Durante la sua vita Maimonide si potrebbe classificare fra la lunga serie di pensatori che hanno tentato di conciliare il pensiero logico con gli insegnamenti spirituali. A 16 anni, Maimonide scrisse un sommario sulla logica. Sostenne che ragione e fede erano fonti gemelle di rivelazione e come tali non erano incompatibili fra loro, la verità di una non negava la verità dell'altra. Maimonide si batté per la perfezione intellettuale e credette che la conoscenza della verità teoretica è la meta più alta per gli uomini.

A suo parere lo studioso poteva apprendere la logica aristotelica del mondo fisico o la pratica sociale quotidiana di esistenza terrena e l'uso delle istruzioni di D-o per la creatività nella vita personale. In definitiva Maimonide credette che l'uomo comune può conoscere il suo mondo giorno per giorno attraverso una chiara comprensione di giusto e sbagliato, guidato dai dirigenti politici della società. Egli potrebbe conoscere attraverso l'ispirazione di D-o e la fede guadagnate attraverso lo studio e le istruzioni delle sacre scritture. L'uomo superiore potrebbe raggiungere il livello più alto di conoscenza intellettuale attraverso gli studi di fisici e metafisici. Le volontà di D-o, assolute e finali, devono essere rispettate malgrado la spinta e l'attrazione dei desideri personali e della società.

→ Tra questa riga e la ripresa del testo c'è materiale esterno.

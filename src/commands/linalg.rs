use anyhow::{bail, Context, Result};
use colored::Colorize;

use super::{parse_matrix, parse_vector, Output};
use crate::config::TitanConfig;
use crate::core::titan::{advanced_linear_algebra as ala, linear_algebra, norms, reorder};

pub fn determinant(matrix: &str, out: &Output) -> Result<()> {
    let m = parse_matrix(matrix)?;
    let det = linear_algebra::determinant(&m).context("determinant failed")?;
    out.scalar(det)
}

pub fn inverse(matrix: &str, checked: bool, cfg: &TitanConfig, out: &Output) -> Result<()> {
    let m = parse_matrix(matrix)?;
    let inv = if checked {
        ala::matrix_inverse_checked(&m, cfg.elimination_epsilon)
    } else {
        ala::matrix_inverse(&m)
    }
    .context("inverse failed")?;
    out.matrix(None, &inv)
}

pub fn lup(matrix: &str, out: &Output) -> Result<()> {
    let m = parse_matrix(matrix)?;
    let lup = ala::lup_decomposition(&m).context("lup decomposition failed")?;
    if out.json {
        return out.json(&lup);
    }
    out.matrix(Some("L"), &lup.l)?;
    out.matrix(Some("U"), &lup.u)?;
    out.matrix(Some("P"), &lup.p)
}

pub fn rref(matrix: &str, epsilon: Option<f64>, cfg: &TitanConfig, out: &Output) -> Result<()> {
    let m = parse_matrix(matrix)?;
    let eps = epsilon.unwrap_or(cfg.elimination_epsilon);
    if eps < 0.0 {
        bail!("--epsilon must be non-negative, got {eps}");
    }
    let reduced = ala::gauss_jordan_eliminate(&m, eps);
    if out.json {
        let pivot = match reduced.status {
            ala::EliminationStatus::Reduced => None,
            ala::EliminationStatus::Singular { pivot } => Some(pivot),
        };
        return out.json(&serde_json::json!({
            "matrix": reduced.matrix,
            "singular_pivot": pivot,
        }));
    }
    if let ala::EliminationStatus::Singular { pivot } = reduced.status {
        eprintln!(
            "{}",
            format!("note: singular at pivot {pivot}; result is partially reduced").yellow()
        );
    }
    out.matrix(None, &reduced.matrix)
}

/// `fro` means Frobenius; anything else goes through `f64` parsing, which
/// accepts `inf` and `-inf`.
fn parse_order(order: Option<&str>) -> Result<Option<f64>> {
    match order {
        None => Ok(None),
        Some(o) if o.eq_ignore_ascii_case("fro") => Ok(None),
        Some(o) => o
            .parse::<f64>()
            .map(Some)
            .with_context(|| format!("Invalid norm order {o:?}")),
    }
}

pub fn norm(
    matrix: Option<&str>,
    vector: Option<&str>,
    order: Option<&str>,
    out: &Output,
) -> Result<()> {
    let p = parse_order(order)?;
    let value = match (matrix, vector) {
        (Some(m), _) => norms::matrix_norm(&parse_matrix(m)?, p).context("norm failed")?,
        (None, Some(v)) => {
            if order.is_some() && p.is_none() {
                bail!("the Frobenius norm applies to matrices only");
            }
            norms::vector_norm(&parse_vector(v)?, p.unwrap_or(2.0)).context("norm failed")?
        }
        (None, None) => bail!("either --matrix or --vector is required"),
    };
    out.scalar(value)
}

pub fn zigzag(n: usize, corner: &str, axis: &str, out: &Output) -> Result<()> {
    let m = reorder::zigzag_from_str(n, corner, axis).context("zigzag failed")?;
    if out.json {
        return out.json(&m);
    }
    // Entries are integers; skip the decimal places.
    println!("{:.0}", m);
    Ok(())
}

Maimonide cercò uno strumento per esprimere realtà fisiche, in maniera di aggirare il pericolo costituito dalle verità filosofiche per le dottrine religiose tradizionali. Questo l'ha condotto a essere autore del suo migliore e durevole lavoro, Guida dei perplessi, il quale ebbe una grande influenza sul cristianesimo, particolarmente sui grandi pensatori cattolici Alberto Magno e Tommaso d'Aquino. Entrambi questi filosofi religiosi erano discendenti della tradizione empirica aristotelica alla quale anche Maimonide aveva aderito.

Per ironia della sorte questo libro fu scarsamente gradito nella comunità ebraica. Da allora Maimonide fu ritenuto un patrocinatore dello studio e dell'analisi filosofica, in aggiunta all'insegnamento della fede religiosa. A dispetto delle sue opere controverse, così grande fu la sua contribuzione all'ebraismo che Maimonide spesso fu chiamato "il secondo Mosè".